Osteoarthritis, the most common orthopedic disease we see in dogs today, is an insidiously progressive disease of diarthrodial
joints that can profoundly impact a dog's quality of life. It has been reported that one in five adult dogs experience osteoarthritis.1
The disease is characterized clinically by pain, limitation of movement, effusion, and variable degrees of inflammation of
the affected joints. Clinical signs may initially be limited to occasional stiffness, difficulty rising, or reluctance to
exercise, but as osteoarthritis progresses, the clinical signs of stiffness, lameness, loss of range of motion, and muscle
atrophy in the region of the affected joint(s) become easily identifiable. Osteoarthritis causes pain and discomfort to the
dog and can be an emotional and financial burden to the owner.
Because there is no cure for osteoarthritis, managing it is crucial and should involve a multimodal process in which practitioners
seek to manage pain; maintain or improve range of motion of affected joints; maintain or improve muscle mass; return working
and performance dogs to their previous levels; and control the progression of the disease process.
Several factors can complicate the successful management of osteoarthritis and assessment of treatment, including:
- owner compliance
- affordability of treatment plans
- recognition of the location of the affected joints and cause of lameness
- method of assessing success (subjective vs. objective measurements)
- owner perceptions and expectations for the pet.

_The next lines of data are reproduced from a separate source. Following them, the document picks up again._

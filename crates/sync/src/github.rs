use async_trait::async_trait;
use base64::Engine;
use base64::engine::general_purpose::STANDARD;
use buzz_core::common::tls::install_crypto_provider;
use buzz_core::sync::error::SyncError;
use buzz_core::sync::port::RemoteSync;
use reqwest::{Client, StatusCode};
use serde::{Deserialize, Serialize};
use std::time::Duration;
use tracing::{info, warn};

const API_BASE: &str = "https://api.github.com";
const ACCEPT_V3: &str = "application/vnd.github.v3+json";

/// # Summary
/// 基于 GitHub Contents API 的远端同步实现。
///
/// # Invariants
/// - 覆盖已存在文件时必须携带其当前 `sha`。
/// - 只在默认分支上提交。
pub struct GithubContentSync {
    client: Client,
    token: String,
    // 形如 `owner/repo`
    repo: String,
    api_base: String,
}

#[derive(Deserialize, Debug)]
struct ContentMeta {
    sha: String,
}

/// PUT 请求体；`sha` 为空表示新建文件
#[derive(Serialize, Debug, PartialEq)]
pub(crate) struct PutContentRequest {
    pub message: String,
    pub content: String,
    #[serde(skip_serializing_if = "Option::is_none")]
    pub sha: Option<String>,
}

#[derive(Deserialize, Debug, Default)]
struct GithubErrorBody {
    #[serde(default)]
    message: String,
}

/// 组装提交请求，正文按标准 base64 编码
pub(crate) fn build_payload(content: &str, message: &str, sha: Option<String>) -> PutContentRequest {
    PutContentRequest {
        message: message.to_string(),
        content: STANDARD.encode(content.as_bytes()),
        sha,
    }
}

impl GithubContentSync {
    /// # Summary
    /// 创建同步器。
    ///
    /// # Arguments
    /// * `token`: 具备 contents 写权限的访问令牌。
    /// * `repo`: 目标仓库 `owner/repo`。
    ///
    /// # Returns
    /// 令牌或仓库为空时返回 `SyncError::Config`。
    pub fn new(token: impl Into<String>, repo: impl Into<String>) -> Result<Self, SyncError> {
        Self::with_api_base(token, repo, API_BASE)
    }

    pub fn with_api_base(
        token: impl Into<String>,
        repo: impl Into<String>,
        api_base: &str,
    ) -> Result<Self, SyncError> {
        let token = token.into();
        let repo = repo.into();
        if token.trim().is_empty() {
            return Err(SyncError::Config("GH_TOKEN is empty".to_string()));
        }
        if !repo.contains('/') {
            return Err(SyncError::Config(format!(
                "REPO_NAME must look like owner/repo, got '{}'",
                repo
            )));
        }

        install_crypto_provider();
        let client = Client::builder()
            .timeout(Duration::from_secs(15))
            .user_agent("buzz-monitor/0.1")
            .build()
            .map_err(|e| SyncError::Network(format!("Failed to build HTTP client: {}", e)))?;

        Ok(Self {
            client,
            token,
            repo,
            api_base: api_base.trim_end_matches('/').to_string(),
        })
    }

    fn content_url(&self, path: &str) -> String {
        format!(
            "{}/repos/{}/contents/{}",
            self.api_base,
            self.repo,
            path.trim_start_matches('/')
        )
    }

    /// # Summary
    /// 查询文件当前 `sha`。
    ///
    /// # Logic
    /// 1. 200 返回 `Some(sha)`。
    /// 2. 其他状态（含 404）视为文件不存在。
    async fn current_sha(&self, url: &str) -> Result<Option<String>, SyncError> {
        let resp = self
            .client
            .get(url)
            .header("Authorization", format!("token {}", self.token))
            .header("Accept", ACCEPT_V3)
            .send()
            .await
            .map_err(|e| SyncError::Network(e.to_string()))?;

        if resp.status() != StatusCode::OK {
            return Ok(None);
        }

        let meta: ContentMeta = resp
            .json()
            .await
            .map_err(|e| SyncError::Parse(e.to_string()))?;
        Ok(Some(meta.sha))
    }
}

#[async_trait]
impl RemoteSync for GithubContentSync {
    /// # Summary
    /// 读-改-写一次文件提交。
    ///
    /// # Logic
    /// 1. 获取当前 `sha`。
    /// 2. 以 base64 正文 PUT 到 Contents API。
    /// 3. 200/201 视为成功，其余状态返回 `Rejected`。
    async fn write(&self, path: &str, content: &str, message: &str) -> Result<(), SyncError> {
        let url = self.content_url(path);
        let sha = self.current_sha(&url).await?;
        let payload = build_payload(content, message, sha);

        let resp = self
            .client
            .put(&url)
            .header("Authorization", format!("token {}", self.token))
            .header("Accept", ACCEPT_V3)
            .json(&payload)
            .send()
            .await
            .map_err(|e| SyncError::Network(e.to_string()))?;

        let status = resp.status();
        if status == StatusCode::OK || status == StatusCode::CREATED {
            info!("Synced {} to {} ({})", path, self.repo, message);
            return Ok(());
        }

        let body: GithubErrorBody = resp.json().await.unwrap_or_default();
        warn!("GitHub rejected write of {}: HTTP {} {}", path, status, body.message);
        Err(SyncError::Rejected {
            status: status.as_u16(),
            message: body.message,
        })
    }
}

The initial treatment plan needs to be safe, noninvasive, easy for the owner to manage, and produce visible results. Fortunately,
most osteoarthritis patients can be managed with one or more of the following: weight management, physical activity, disease-modifying
osteoarthritis drugs (DMOADs), and nonsteroidal anti-inflammatory drugs (NSAIDs). Physical therapy, a developing modality
in veterinary medicine, can also be beneficial. This multimodal approach to the osteoarthritis patient will ideally increase
pain-free movement, decrease inflammation, decrease stress on joints, and have some chondroprotective attributes.
The normal joint
To understand the effects of osteoarthritis on a pet's mobility and well-being, it is helpful to review the anatomy of a normal
joint. Diarthrodial joints are composed of a joint capsule, synovial fluid, articular cartilage, and subchondral bone. The
synovial joint has two functions—to facilitate predictable, energy efficient, and pain-free movement, and to support the musculoskeletal
system and transmit load. Synovial fluid is an ultrafiltrate of plasma containing the glycosaminoglycan (GAG) hyaluronic acid.
The fluid serves as lubrication, has viscoelastic properties, and provides nutrients to the cartilage, as well as removing
metabolic waste products from cartilage.
Chondrocytes are the cellular component of articular cartilage and are responsible for the synthesis and maintenance of the
extracellular matrix (ECM). Chondrocytes are imbedded in the ECM, which is a hydrated proteoglycan gel and fibrous collagen
framework. The ECM is composed of primarily type II collagen and proteoglycans with a small percentage of other glycoproteins.2,3
Proteoglycans consist of a central protein core to which one or more GAG side chains are attached. Proteoglycans provide the
articular cartilage with selective permeability and compressive stiffness, while collagen fibers provide tensile strength.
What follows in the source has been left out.